I'm sorry to keep beating on this, but I'm still not convinced of what you're saying...

grundy wrote:
On Thu, Apr 19, 2007 at 09:04:34AM -0700, Stone, Joshua I wrote:
What do you mean by current function? The topmost in the stack? A loop anywhere in the stack walk will still cause problems.
Current function meaning whatever function made the syscall that gets
probed. If you mess with the return address the syscall will use
(regardless of method) the program will only have one shot at messing
with us. I think most malicious users would prefer multiple shots before
the program crashes.

It's not just the topmost that matters for a stack walk. If I have a call sequence something like main->A->B->C->sys_open, suppose I corrupt the return address from A and create a loop. Then I just have to make sure that I don't return from A, or that I restore the right return info in A before I return. In the meantime I can repeat my calls to sys_open hoping that you'll probe it.


Even if the program did crash, there's nothing stopping said user from wrapping that program in a looping shell script to get multiple shots.

>> [...]
I'm just pointing out that your first access to the value from nregs->ebp also needs to be protected by _stp_copy_from_user.
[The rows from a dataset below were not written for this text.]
use core::any::TypeId;
use core::fmt;

use thiserror::Error;

use crate::info::{ArrayInfo, ListInfo, MapInfo, StructInfo, Type};
use crate::info::{DynamicInfo, OpaqueInfo, PointerInfo};

// -----------------------------------------------------------------------------
// ReflectKind

/// The shape of a reflected value.
///
/// Every [`TypeInfo`], [`ReflectRef`](crate::ops::ReflectRef) and
/// [`ReflectMut`](crate::ops::ReflectMut) variant maps to one kind.
#[derive(Debug, Clone, Copy, PartialEq, Eq, Hash)]
pub enum ReflectKind {
    /// A record with named fields, see [`Struct`](crate::ops::Struct).
    Struct,
    /// A growable sequence, see [`List`](crate::ops::List).
    List,
    /// A fixed-length sequence, see [`Array`](crate::ops::Array).
    Array,
    /// A key-value mapping, see [`Map`](crate::ops::Map).
    Map,
    /// An optional or owning indirection, see [`Pointer`](crate::ops::Pointer).
    Pointer,
    /// A slot holding a value of any type, see [`Dynamic`](crate::ops::Dynamic).
    Dynamic,
    /// A leaf value only reachable as a whole.
    Opaque,
}

impl fmt::Display for ReflectKind {
    fn fmt(&self, f: &mut fmt::Formatter<'_>) -> fmt::Result {
        match self {
            Self::Struct => f.pad("Struct"),
            Self::List => f.pad("List"),
            Self::Array => f.pad("Array"),
            Self::Map => f.pad("Map"),
            Self::Pointer => f.pad("Pointer"),
            Self::Dynamic => f.pad("Dynamic"),
            Self::Opaque => f.pad("Opaque"),
        }
    }
}

/// Returned by the `as_*` accessors of [`TypeInfo`] on a kind mismatch.
#[derive(Debug, Error)]
#[error("reflect kind mismatch: expected {expected}, received {received}")]
pub struct ReflectKindError {
    pub expected: ReflectKind,
    pub received: ReflectKind,
}

// -----------------------------------------------------------------------------
// TypeInfo

/// Static description of a reflected type.
#[derive(Debug)]
pub enum TypeInfo {
    Struct(StructInfo),
    List(ListInfo),
    Array(ArrayInfo),
    Map(MapInfo),
    Pointer(PointerInfo),
    Dynamic(DynamicInfo),
    Opaque(OpaqueInfo),
}

macro_rules! impl_cast_method {
    ($name:ident : $kind:ident => $info:ident) => {
        #[doc = concat!("Returns the [`", stringify!($info), "`] or a kind mismatch.")]
        pub const fn $name(&self) -> Result<&$info, ReflectKindError> {
            match self {
                Self::$kind(info) => Ok(info),
                _ => Err(ReflectKindError {
                    expected: ReflectKind::$kind,
                    received: self.kind(),
                }),
            }
        }
    };
}

impl TypeInfo {
    impl_cast_method!(as_struct: Struct => StructInfo);
    impl_cast_method!(as_list: List => ListInfo);
    impl_cast_method!(as_array: Array => ArrayInfo);
    impl_cast_method!(as_map: Map => MapInfo);
    impl_cast_method!(as_pointer: Pointer => PointerInfo);
    impl_cast_method!(as_opaque: Opaque => OpaqueInfo);

    /// Returns the described [`Type`].
    pub const fn ty(&self) -> &Type {
        match self {
            Self::Struct(info) => info.ty(),
            Self::List(info) => info.ty(),
            Self::Array(info) => info.ty(),
            Self::Map(info) => info.ty(),
            Self::Pointer(info) => info.ty(),
            Self::Dynamic(info) => info.ty(),
            Self::Opaque(info) => info.ty(),
        }
    }

    /// Shorthand for `self.ty().id()`.
    #[inline]
    pub fn type_id(&self) -> TypeId {
        self.ty().id()
    }

    /// Shorthand for `self.ty().path()`.
    #[inline]
    pub fn type_path(&self) -> &'static str {
        self.ty().path()
    }

    /// Returns the kind of the described type.
    pub const fn kind(&self) -> ReflectKind {
        match self {
            Self::Struct(_) => ReflectKind::Struct,
            Self::List(_) => ReflectKind::List,
            Self::Array(_) => ReflectKind::Array,
            Self::Map(_) => ReflectKind::Map,
            Self::Pointer(_) => ReflectKind::Pointer,
            Self::Dynamic(_) => ReflectKind::Dynamic,
            Self::Opaque(_) => ReflectKind::Opaque,
        }
    }

    /// Returns `true` for [`TypeInfo::Struct`].
    #[inline]
    pub const fn is_struct(&self) -> bool {
        matches!(self, Self::Struct(_))
    }

    /// Follows [`Pointer`](TypeInfo::Pointer) targets until a non-pointer
    /// type is reached.
    ///
    /// ```
    /// use vc_reflect::info::{ReflectKind, Typed};
    ///
    /// let info = <Option<Box<u8>>>::type_info().deref_pointers();
    /// assert_eq!(info.kind(), ReflectKind::Opaque);
    /// assert!(info.ty().is::<u8>());
    /// ```
    pub fn deref_pointers(&'static self) -> &'static TypeInfo {
        let mut info = self;
        while let Self::Pointer(pointer) = info {
            info = pointer.target_info();
        }
        info
    }
}
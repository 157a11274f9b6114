use alloc::boxed::Box;
use alloc::string::String;

use crate::Reflect;

/// A key-value mapping.
///
/// Writes only go through string keys: [`insert_default`](Map::insert_default)
/// succeeds when the key type is `String`.
pub trait Map: Reflect {
    /// Number of entries.
    fn len(&self) -> usize;

    /// Returns `true` if there are no entries.
    #[inline]
    fn is_empty(&self) -> bool {
        self.len() == 0
    }

    /// Iterates over the entries in the map's own order.
    fn iter(&self) -> Box<dyn Iterator<Item = (&dyn Reflect, &dyn Reflect)> + '_>;

    /// Stores a default value under `key`, replacing any previous one, and
    /// returns it for writing.
    ///
    /// Returns `None` if the key type cannot be built from a string or the
    /// value type has no default value. The map is untouched in that case.
    fn insert_default(&mut self, key: &str) -> Option<&mut dyn Reflect>;

    /// Value stored under the string key `key`.
    fn get(&self, key: &str) -> Option<&dyn Reflect> {
        self.iter()
            .find(|(k, _)| map_key(*k) == Some(key))
            .map(|(_, v)| v)
    }
}

/// Reads a map key as a string: `String` and `&'static str` keys qualify.
///
/// ```
/// use vc_reflect::Reflect;
/// use vc_reflect::ops::map_key;
///
/// let owned = String::from("a");
/// assert_eq!(map_key(&owned), Some("a"));
/// assert_eq!(map_key(&"b"), Some("b"));
/// assert_eq!(map_key(&3_u8), None);
/// ```
pub fn map_key(key: &dyn Reflect) -> Option<&str> {
    if let Some(key) = key.downcast_ref::<String>() {
        return Some(key.as_str());
    }
    key.downcast_ref::<&'static str>().copied()
}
ok, I misread that the first time through. The first access to the "value
from nregs->ebp" doesn't leave kernel space. Head actually points
into the regs structure, so it's really printing out the value of
nregs->eax, since it just prints the value it doesn't matter if someone
puts their mom's phone number in there because the first access to the
actual address is through _stp_copy_from_user.

On the first time through, head is the *value* of ebp, not anything pointing into the nregs structure.


> [...]
>         head = (struct frame_head *)nregs->ebp;
>
>         if (user_mode_vm(nregs)) {
>                 do {
>                         _stp_printf ("[user] <%p>\n", head->ret);
> [...]

The value of nregs->ebp will be the last value that the user had in there, right? So in your print statement you're dereferencing %ebp to get ret.

It's a little weird the way it looks with the frame structure in there,
if you look at arch/i386/oprofile/backtrace.c, you'll see where I got
the ideas from.  They use a recursive function to do the backtrace. I'm
probably going to go back to that method, I was just having some brain
fade while embedding the code, so I made it an ugly loop instead.

It's not really recursion, but a while loop that calls dump_user_backtrace. Even the first time through that loop will be checked with access_ok, which is what your loop is missing in the translation.


There's also a nice comment in there:

    /* frame pointers should strictly progress back up the stack
     * (towards higher addresses) */

... which is a more deterministic way to prevent malicious looping.

If you look in the runtime code in stack.c at the end in the old
_stp_ustack_print, they basically tried the same thing, getting the two
quick values available in kernel space. The side effect of using
sysenter is the eip value points to the vdso and has limited value from
an application programmer's point of view.

Yes, and that function is '#if 0'ed. It also makes an unprotected dereference to esp to get the second address, which is bad.